At the 2021 census, Sibiu county had a population of 388.326 residents and a population density of 71.48/sq.km(27,59sq.mi)

At the 2011 census, the county has the following population indices:

- Romanians – 91.25% (or 340,836)
- Romani – 4.76% (or 17,901)
- Hungarians – 2.89% (or 10,893)
- Germans (Transylvanian Saxons) – 1.09% (or 4,117)
- Other – 0.1% (or 640)

At the 2021 census, the county has the following population indices:

- Romanians – 93.36% (or 313,118)
- Romani – 3.82% (or 12,808)
- Hungarians – 1.82% (or 6,112)
- Germans (Transylvanian Saxons) – 0.81% (or 2,716)
- Other – 0.19% (or 641)

Religion:

- Romanian Orthodox – 90.9%
- Greek Catholics – 2.3%
- Reformed – 2.0%
- Roman Catholics – 1.5%
- Pentecostals – 1.1%
- Baptists – 0.9%
- Other – 1.3%

Urbanisation – 5th most urbanised county in Romania:

- Urban dwellers: 277,574 (or 65.8%)
- Rural dwellers: 144,150 (or 34.2%)

Traditionally, the biggest minority in the county were Germans, but their numbers have decreased since World War II and especially after the Romanian Revolution of 1989.

The south side of the county, closer to the mountains was mainly inhabited by Romanians (Mărginimea Sibiului), and the north side of the country (the Transylvanian Plateau) was inhabited evenly by Germans and Romanians, but most Saxon villages are now deserted by their original ethnic German population. The Roma population, mainly from southern Romania, was placed close to the villages in the communist period and have since increased their numbers, especially in the Hârtibaciu valley.

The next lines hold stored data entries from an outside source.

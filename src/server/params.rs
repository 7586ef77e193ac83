use crate::codec::Codec;
use crate::config::{COMPRESS_LEVEL_RANGE, QUALITY_LEVEL_RANGE};
use crate::event::Cursor;
use crate::region::{Point, Rect};
use crate::screen::ScreenSet;
use crate::{PixelFormat, VncEncoding};
use tracing::*;

/// Capabilities that were switched on by the latest SetEncodings
#[derive(Debug, Default, Clone, Copy, PartialEq, Eq)]
pub struct NewCapabilities {
    pub fence: bool,
    pub continuous_updates: bool,
    pub led_state: bool,
    pub qemu_key_event: bool,
}

/// What the server knows about one client
#[derive(Debug, Clone, Default)]
pub struct ClientParams {
    pub width: i32,
    pub height: i32,
    pub layout: ScreenSet,
    pf: PixelFormat,
    name: String,
    cursor: Cursor,
    cursor_pos: Point,
    led_state: Option<u8>,

    pub compress_level: Option<u8>,
    pub quality_level: Option<u8>,
    video_modes: Vec<Codec>,

    pub supports_local_cursor: bool,
    pub supports_local_xcursor: bool,
    pub supports_local_cursor_with_alpha: bool,
    pub supports_vmware_cursor: bool,
    pub supports_cursor_position: bool,
    pub supports_desktop_resize: bool,
    pub supports_extended_desktop_size: bool,
    pub supports_desktop_rename: bool,
    pub supports_last_rect: bool,
    pub supports_fence: bool,
    pub supports_continuous_updates: bool,
    pub supports_led_state: bool,
    pub supports_qemu_key_event: bool,
    pub supports_copyrect: bool,
    pub supports_video: bool,
    pub supports_udp: bool,
}

impl ClientParams {
    pub fn new(width: i32, height: i32, layout: ScreenSet, pf: PixelFormat, name: &str) -> Self {
        Self {
            width,
            height,
            layout,
            pf,
            name: name.to_string(),
            ..Default::default()
        }
    }

    pub fn pf(&self) -> &PixelFormat {
        &self.pf
    }

    pub fn set_pf(&mut self, pf: PixelFormat) {
        self.pf = pf;
    }

    pub fn name(&self) -> &str {
        &self.name
    }

    pub fn set_name(&mut self, name: &str) {
        self.name = name.to_string();
    }

    pub fn cursor(&self) -> &Cursor {
        &self.cursor
    }

    pub fn set_cursor(&mut self, cursor: Cursor) {
        self.cursor = cursor;
    }

    pub fn cursor_pos(&self) -> Point {
        self.cursor_pos
    }

    pub fn set_cursor_pos(&mut self, pos: Point) {
        self.cursor_pos = pos;
    }

    /// `None` while the server does not know the lock key state
    pub fn led_state(&self) -> Option<u8> {
        self.led_state
    }

    pub fn set_led_state(&mut self, state: Option<u8>) {
        self.led_state = state;
    }

    pub fn fb_rect(&self) -> Rect {
        Rect::from_xywh(0, 0, self.width, self.height)
    }

    /// Copies are pointless on the datagram channel
    pub fn use_copyrect(&self) -> bool {
        self.supports_copyrect && !self.supports_udp
    }

    pub fn supports_any_cursor(&self) -> bool {
        self.supports_local_cursor
            || self.supports_local_xcursor
            || self.supports_local_cursor_with_alpha
            || self.supports_vmware_cursor
    }

    /// The codec to stream with, walking the server preference list
    pub fn video_codec(&self, preference: &[Codec]) -> Option<Codec> {
        if !self.supports_video {
            return None;
        }
        preference
            .iter()
            .copied()
            .find(|codec| self.video_modes.contains(&codec.family()))
    }

    pub fn set_encodings(&mut self, encodings: &[i32]) -> NewCapabilities {
        let first_fence = !self.supports_fence;
        let first_cu = !self.supports_continuous_updates;
        let first_led = !self.supports_led_state;
        let first_qemu = !self.supports_qemu_key_event;

        self.supports_local_cursor = false;
        self.supports_local_xcursor = false;
        self.supports_local_cursor_with_alpha = false;
        self.supports_vmware_cursor = false;
        self.supports_cursor_position = false;
        self.supports_desktop_resize = false;
        self.supports_extended_desktop_size = false;
        self.supports_desktop_rename = false;
        self.supports_last_rect = false;
        self.supports_led_state = false;
        self.supports_qemu_key_event = false;
        self.supports_copyrect = false;
        self.supports_video = false;
        self.supports_udp = false;
        self.compress_level = None;
        self.quality_level = None;
        self.video_modes.clear();

        for &num in encodings {
            if COMPRESS_LEVEL_RANGE.contains(&num) {
                self.compress_level = Some((num - COMPRESS_LEVEL_RANGE.start()) as u8);
                continue;
            }
            if QUALITY_LEVEL_RANGE.contains(&num) {
                self.quality_level = Some((num - QUALITY_LEVEL_RANGE.start()) as u8);
                continue;
            }
            let Ok(encoding) = VncEncoding::try_from(num) else {
                trace!("Ignoring unknown encoding {}", num);
                continue;
            };
            match encoding {
                VncEncoding::Raw => {}
                VncEncoding::CopyRect => self.supports_copyrect = true,
                VncEncoding::Video => self.supports_video = true,
                VncEncoding::CursorPseudo => self.supports_local_cursor = true,
                VncEncoding::XCursorPseudo => self.supports_local_xcursor = true,
                VncEncoding::CursorWithAlphaPseudo => self.supports_local_cursor_with_alpha = true,
                VncEncoding::VMwareCursorPseudo => self.supports_vmware_cursor = true,
                VncEncoding::VMwareCursorPositionPseudo => self.supports_cursor_position = true,
                VncEncoding::DesktopSizePseudo => self.supports_desktop_resize = true,
                VncEncoding::ExtendedDesktopSizePseudo => {
                    self.supports_extended_desktop_size = true
                }
                VncEncoding::DesktopNamePseudo => self.supports_desktop_rename = true,
                VncEncoding::LastRectPseudo => self.supports_last_rect = true,
                VncEncoding::FencePseudo => self.supports_fence = true,
                VncEncoding::ContinuousUpdatesPseudo => self.supports_continuous_updates = true,
                VncEncoding::LedStatePseudo => self.supports_led_state = true,
                VncEncoding::QemuKeyEventPseudo => self.supports_qemu_key_event = true,
                VncEncoding::UdpPseudo => self.supports_udp = true,
                VncEncoding::StreamingModeAvcPseudo
                | VncEncoding::StreamingModeHevcPseudo
                | VncEncoding::StreamingModeAv1Pseudo
                | VncEncoding::StreamingModeZlibPseudo => {
                    if let Some(codec) = Codec::from_streaming_mode(encoding) {
                        if !self.video_modes.contains(&codec) {
                            self.video_modes.push(codec);
                        }
                    }
                }
            }
        }

        NewCapabilities {
            fence: self.supports_fence && first_fence,
            continuous_updates: self.supports_continuous_updates && first_cu,
            led_state: self.supports_led_state && first_led,
            qemu_key_event: self.supports_qemu_key_event && first_qemu,
        }
    }
}

#[cfg(test)]
mod tests {
    use super::*;

    #[test]
    fn encodings_set_capabilities() {
        let mut cp = ClientParams::new(800, 600, ScreenSet::single(800, 600), PixelFormat::bgra(), "x");
        let new = cp.set_encodings(&[
            VncEncoding::CopyRect.into(),
            VncEncoding::FencePseudo.into(),
            VncEncoding::CursorPseudo.into(),
            -250,
            -25,
            12345,
        ]);
        assert!(new.fence);
        assert!(!new.continuous_updates);
        assert!(cp.supports_local_cursor);
        assert!(cp.use_copyrect());
        assert_eq!(cp.compress_level, Some(6));
        assert_eq!(cp.quality_level, Some(7));

        // fence support is only new the first time
        let new = cp.set_encodings(&[VncEncoding::FencePseudo.into(), VncEncoding::UdpPseudo.into(), 1]);
        assert!(!new.fence);
        assert!(!cp.supports_local_cursor);
        assert!(!cp.use_copyrect());
    }

    #[test]
    fn video_codec_selection() {
        let mut cp = ClientParams::default();
        assert_eq!(cp.video_codec(&Codec::parse_list("auto")), None);

        cp.set_encodings(&[
            VncEncoding::Video.into(),
            VncEncoding::StreamingModeAvcPseudo.into(),
        ]);
        assert_eq!(
            cp.video_codec(&Codec::parse_list("av1,h264_nvenc,h264")),
            Some(Codec::H264Nvenc)
        );
        // nothing in common means no video at all
        assert_eq!(cp.video_codec(&Codec::parse_list("hevc")), None);
        assert_eq!(cp.video_codec(&Codec::parse_list("zlib")), None);

        cp.set_encodings(&[
            VncEncoding::Video.into(),
            VncEncoding::StreamingModeZlibPseudo.into(),
        ]);
        assert_eq!(cp.video_codec(&Codec::parse_list("auto,zlib")), Some(Codec::Zlib));
    }
}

Most of the population is concentrated in the Sibiu metropolitan area which has over 240 thousand inhabitants, with settlements like Șelimbăr, Cisnădie (especially the Arhitecților neighbourhood), Șura Mare, Șura Mică, Cristian, and Roșia having grown in population in the last 15 years, both from internal migration from the county and from other areas, mainly Vâlcea County. Tălmaciu and Avrig are other towns in the area.

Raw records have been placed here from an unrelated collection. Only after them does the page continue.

use crate::region::{Point, Rect, Region};
use crate::VncError;
use std::sync::Arc;

/// A cursor image in 8 bit RGBA, alpha not premultiplied
#[derive(Debug, Clone, Default, PartialEq, Eq)]
pub struct Cursor {
    pub width: i32,
    pub height: i32,
    pub hotspot: Point,
    pub data: Vec<u8>,
}

impl Cursor {
    pub fn new(width: i32, height: i32, hotspot: Point, data: Vec<u8>) -> Result<Self, VncError> {
        if width < 0 || height < 0 || data.len() != (width * height * 4) as usize {
            return Err(VncError::Custom(format!(
                "cursor data does not match {}x{}",
                width, height
            )));
        }
        Ok(Self {
            width,
            height,
            hotspot,
            data,
        })
    }

    /// A zero sized cursor, hides the client side pointer
    pub fn empty() -> Self {
        Self::default()
    }

    pub fn is_empty(&self) -> bool {
        self.width == 0 || self.height == 0
    }

    fn bit_rows<F>(&self, mut set: F) -> Vec<u8>
    where
        F: FnMut(&[u8]) -> bool,
    {
        let row_bytes = (self.width as usize + 7) / 8;
        let mut out = vec![0_u8; row_bytes * self.height as usize];
        for y in 0..self.height as usize {
            for x in 0..self.width as usize {
                let idx = (y * self.width as usize + x) * 4;
                if set(&self.data[idx..idx + 4]) {
                    out[y * row_bytes + x / 8] |= 0x80 >> (x % 8);
                }
            }
        }
        out
    }

    /// One bit per pixel, set where the cursor is opaque enough to be drawn
    pub fn mask(&self) -> Vec<u8> {
        self.bit_rows(|px| px[3] >= 0x80)
    }

    /// One bit per pixel, set for light pixels (foreground of an X cursor)
    pub fn bitmap(&self) -> Vec<u8> {
        self.bit_rows(|px| {
            let lum = (px[0] as u32 * 299 + px[1] as u32 * 587 + px[2] as u32 * 114) / 1000;
            lum >= 0x80
        })
    }

    /// The framebuffer area covered when the pointer is at `pos`
    pub fn rect_at(&self, pos: Point) -> Rect {
        let tl = pos.translate(self.hotspot.negate());
        Rect::from_xywh(tl.x, tl.y, self.width, self.height)
    }
}

/// One entry of the binary clipboard
#[derive(Debug, Clone, PartialEq, Eq)]
pub struct ClipboardEntry {
    pub id: u32,
    pub mime: String,
    pub data: Vec<u8>,
}

/// Everything the desktop tells its connected clients
///
/// Values are cheap to clone, they go out to every connection
#[non_exhaustive]
#[derive(Debug, Clone)]
pub enum DesktopEvent {
    Damage(Region),
    Copy { dest: Region, delta: Point },
    /// The pixel buffer was replaced, possibly with a different size
    FramebufferResized,
    /// `origin` is the connection that asked for the change, if any
    LayoutChanged { origin: Option<u64> },
    CursorChanged,
    /// `warped` when the server moved the pointer itself
    CursorMoved { warped: bool },
    NameChanged,
    LedStateChanged,
    Bell,
    CutText(Arc<str>),
    BinaryClipboard(Arc<Vec<ClipboardEntry>>),
}

#[cfg(test)]
mod tests {
    use super::*;

    #[test]
    fn cursor_masks() {
        // 9 pixels wide to spill into a second mask byte
        let mut data = Vec::new();
        for x in 0..9 {
            if x % 2 == 0 {
                data.extend_from_slice(&[255, 255, 255, 255]);
            } else {
                data.extend_from_slice(&[0, 0, 0, 10]);
            }
        }
        let cursor = Cursor::new(9, 1, Point::new(4, 0), data).unwrap();
        assert_eq!(cursor.mask(), vec![0b1010_1010, 0b1000_0000]);
        assert_eq!(cursor.bitmap(), vec![0b1010_1010, 0b1000_0000]);
        assert_eq!(cursor.rect_at(Point::new(10, 10)), Rect::new(6, 10, 15, 11));
        assert!(Cursor::new(2, 2, Point::default(), vec![0; 3]).is_err());
    }
}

Another population centre is the second largest city, Mediaș, with almost 40 thousand inhabitants, which forms a relatively higher population density area than the surrounding northern part of the county, with the nearby towns of Copșa Mică and Dumbrăveni and also communes like Bazna or Târnava.

| Year | County population |
|---|---|
| 1948 | 335,116 |
| 1956 | 372,687 |
| 1966 | 414,756 |
| 1977 | 481,645 |
| 1992 | 452,820 |
| 2002 | 421,724 |
| 2004 | 423,535 |
| 2007 | 424,855 |
| 2011 | 397,322 |
| 2021 | 388,326 |

== Geography ==

This county has a total area of 5432 km2.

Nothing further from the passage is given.